Collected data entries
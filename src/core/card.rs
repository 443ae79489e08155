use std::fmt;
use std::str::FromStr;

use super::BotError;

/// Card rank or value.
/// This is basically the face value - 2
#[derive(PartialEq, PartialOrd, Eq, Ord, Debug, Clone, Copy, Hash)]
#[cfg_attr(feature = "serde", derive(serde::Serialize, serde::Deserialize))]
pub enum Value {
    /// 2
    Two = 0,
    /// 3
    Three = 1,
    /// 4
    Four = 2,
    /// 5
    Five = 3,
    /// 6
    Six = 4,
    /// 7
    Seven = 5,
    /// 8
    Eight = 6,
    /// 9
    Nine = 7,
    /// T
    Ten = 8,
    /// J
    Jack = 9,
    /// Q
    Queen = 10,
    /// K
    King = 11,
    /// A
    Ace = 12,
}

/// Constant of all the values.
/// This is what `Value::values()` returns
const VALUES: [Value; 13] = [
    Value::Two,
    Value::Three,
    Value::Four,
    Value::Five,
    Value::Six,
    Value::Seven,
    Value::Eight,
    Value::Nine,
    Value::Ten,
    Value::Jack,
    Value::Queen,
    Value::King,
    Value::Ace,
];

impl Value {
    /// Get all of the `Value`'s that are possible.
    /// This is used to iterate through all possible
    /// values when creating a new deck, or
    /// generating all possible starting hands.
    pub const fn values() -> [Value; 13] {
        VALUES
    }

    pub fn from_char(c: char) -> Option<Value> {
        match c {
            'A' => Some(Value::Ace),
            'K' => Some(Value::King),
            'Q' => Some(Value::Queen),
            'J' => Some(Value::Jack),
            'T' => Some(Value::Ten),
            '9' => Some(Value::Nine),
            '8' => Some(Value::Eight),
            '7' => Some(Value::Seven),
            '6' => Some(Value::Six),
            '5' => Some(Value::Five),
            '4' => Some(Value::Four),
            '3' => Some(Value::Three),
            '2' => Some(Value::Two),
            _ => None,
        }
    }

    pub fn to_char(self) -> char {
        match self {
            Value::Ace => 'A',
            Value::King => 'K',
            Value::Queen => 'Q',
            Value::Jack => 'J',
            Value::Ten => 'T',
            Value::Nine => '9',
            Value::Eight => '8',
            Value::Seven => '7',
            Value::Six => '6',
            Value::Five => '5',
            Value::Four => '4',
            Value::Three => '3',
            Value::Two => '2',
        }
    }
}

/// Enum for the four different suits.
/// While this has support for ordering it's not sensical.
/// The sorting is only there to allow sorting cards.
#[derive(PartialEq, PartialOrd, Eq, Ord, Debug, Clone, Copy, Hash)]
#[cfg_attr(feature = "serde", derive(serde::Serialize, serde::Deserialize))]
pub enum Suit {
    /// Spades
    Spade = 0,
    /// Clubs
    Club = 1,
    /// Hearts
    Heart = 2,
    /// Diamonds
    Diamond = 3,
}

/// All of the `Suit`'s. This is what `Suit::suits()` returns.
const SUITS: [Suit; 4] = [Suit::Spade, Suit::Club, Suit::Heart, Suit::Diamond];

impl Suit {
    /// Provide all the Suit's that there are.
    pub const fn suits() -> [Suit; 4] {
        SUITS
    }

    pub fn from_char(s: char) -> Option<Suit> {
        match s {
            'd' => Some(Suit::Diamond),
            's' => Some(Suit::Spade),
            'h' => Some(Suit::Heart),
            'c' => Some(Suit::Club),
            _ => None,
        }
    }

    pub fn to_char(self) -> char {
        match self {
            Suit::Spade => 's',
            Suit::Club => 'c',
            Suit::Heart => 'h',
            Suit::Diamond => 'd',
        }
    }
}

/// The main struct of this library.
/// This is a carrier for Suit and Value combined.
#[derive(PartialEq, PartialOrd, Eq, Ord, Debug, Clone, Copy, Hash)]
#[cfg_attr(feature = "serde", derive(serde::Serialize, serde::Deserialize))]
pub struct Card {
    /// The face value of this card.
    pub value: Value,
    /// The suit of this card.
    pub suit: Suit,
}

impl Card {
    /// Create a new card from a value and a suit.
    ///
    /// # Examples
    ///
    /// ```
    /// use rangebot::core::{Card, Suit, Value};
    ///
    /// let c = Card::new(Value::Ace, Suit::Spade);
    /// assert_eq!("As", c.to_string());
    /// ```
    pub const fn new(value: Value, suit: Suit) -> Self {
        Self { value, suit }
    }
}

/// Every card maps to a unique id in `0..52`.
/// The id is `value * 4 + suit` so that ids sort by value first.
impl From<Card> for u8 {
    fn from(c: Card) -> u8 {
        (c.value as u8) * 4 + (c.suit as u8)
    }
}

impl From<u8> for Card {
    fn from(id: u8) -> Card {
        debug_assert!(id < 52);
        Card {
            value: VALUES[(id / 4) as usize],
            suit: SUITS[(id % 4) as usize],
        }
    }
}

impl fmt::Display for Card {
    fn fmt(&self, f: &mut fmt::Formatter<'_>) -> fmt::Result {
        write!(f, "{}{}", self.value.to_char(), self.suit.to_char())
    }
}

impl FromStr for Card {
    type Err = BotError;

    fn from_str(s: &str) -> Result<Self, Self::Err> {
        let cards = cards_from_str(s)?;
        match cards[..] {
            [c] => Ok(c),
            _ => Err(BotError::UnparsedCharsRemaining),
        }
    }
}

/// Parse a string of concatenated two-character cards, e.g. `"AsKd2c"`.
///
/// Duplicated cards are rejected since a physical card can appear at most
/// once among hole cards and board.
///
/// # Examples
///
/// ```
/// use rangebot::core::cards_from_str;
///
/// let board = cards_from_str("AsKd2c").unwrap();
/// assert_eq!(3, board.len());
/// ```
pub fn cards_from_str(s: &str) -> Result<Vec<Card>, BotError> {
    let mut chars = s.chars();
    let mut cards: Vec<Card> = Vec::with_capacity(s.len() / 2);

    while let Some(vc) = chars.next() {
        let sc = chars.next().ok_or(BotError::TooFewChars)?;
        let value = Value::from_char(vc).ok_or(BotError::UnexpectedValueChar)?;
        let suit = Suit::from_char(sc).ok_or(BotError::UnexpectedSuitChar)?;
        let card = Card::new(value, suit);
        if cards.contains(&card) {
            return Err(BotError::DuplicateCard(card));
        }
        cards.push(card);
    }

    Ok(cards)
}

#[cfg(test)]
mod tests {
    use super::*;
    use std::mem;

    #[test]
    fn test_constructor() {
        let c = Card::new(Value::Three, Suit::Spade);
        assert_eq!(Suit::Spade, c.suit);
        assert_eq!(Value::Three, c.value);
    }

    #[test]
    fn test_compare() {
        let c1 = Card::new(Value::Three, Suit::Spade);
        let c2 = Card::new(Value::Four, Suit::Spade);
        let c3 = Card::new(Value::Four, Suit::Club);

        // Make sure that equals works
        assert!(c1 == c1);
        // Make sure that the values are ordered
        assert!(c1 < c2);
        assert!(c2 > c1);
        // Make sure that suit is used.
        assert!(c3 > c2);
    }

    #[test]
    fn test_u8_round_trip() {
        for id in 0..52u8 {
            assert_eq!(id, u8::from(Card::from(id)));
        }
        // The id scheme sorts by value first.
        assert_eq!(Card::new(Value::Six, Suit::Club), Card::from(17));
    }

    #[test]
    fn test_parse_display_round_trip() {
        for id in 0..52u8 {
            let c = Card::from(id);
            assert_eq!(c, c.to_string().parse().unwrap());
        }
    }

    #[test]
    fn test_cards_from_str() {
        let cards = cards_from_str("AsKd2c").unwrap();
        assert_eq!(
            vec![
                Card::new(Value::Ace, Suit::Spade),
                Card::new(Value::King, Suit::Diamond),
                Card::new(Value::Two, Suit::Club),
            ],
            cards
        );
    }

    #[test]
    fn test_cards_from_str_rejects_dupes() {
        assert!(matches!(
            cards_from_str("AsAs"),
            Err(BotError::DuplicateCard(_))
        ));
    }

    #[test]
    fn test_cards_from_str_rejects_partial() {
        assert!(matches!(cards_from_str("AsK"), Err(BotError::TooFewChars)));
        assert!(matches!(
            cards_from_str("Xs"),
            Err(BotError::UnexpectedValueChar)
        ));
        assert!(matches!(
            cards_from_str("Ax"),
            Err(BotError::UnexpectedSuitChar)
        ));
    }

    #[test]
    fn test_size() {
        // Card should be really small. Hopefully just two u8's
        assert!(mem::size_of::<Card>() <= 4);
    }
}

_What this task involves_:
Wherever the string "sure" is found in the entries, copy the line it sits in.

_Finished exercise_:
        // Make sure that equals works
        // Make sure that the values are ordered
        // Make sure that suit is used.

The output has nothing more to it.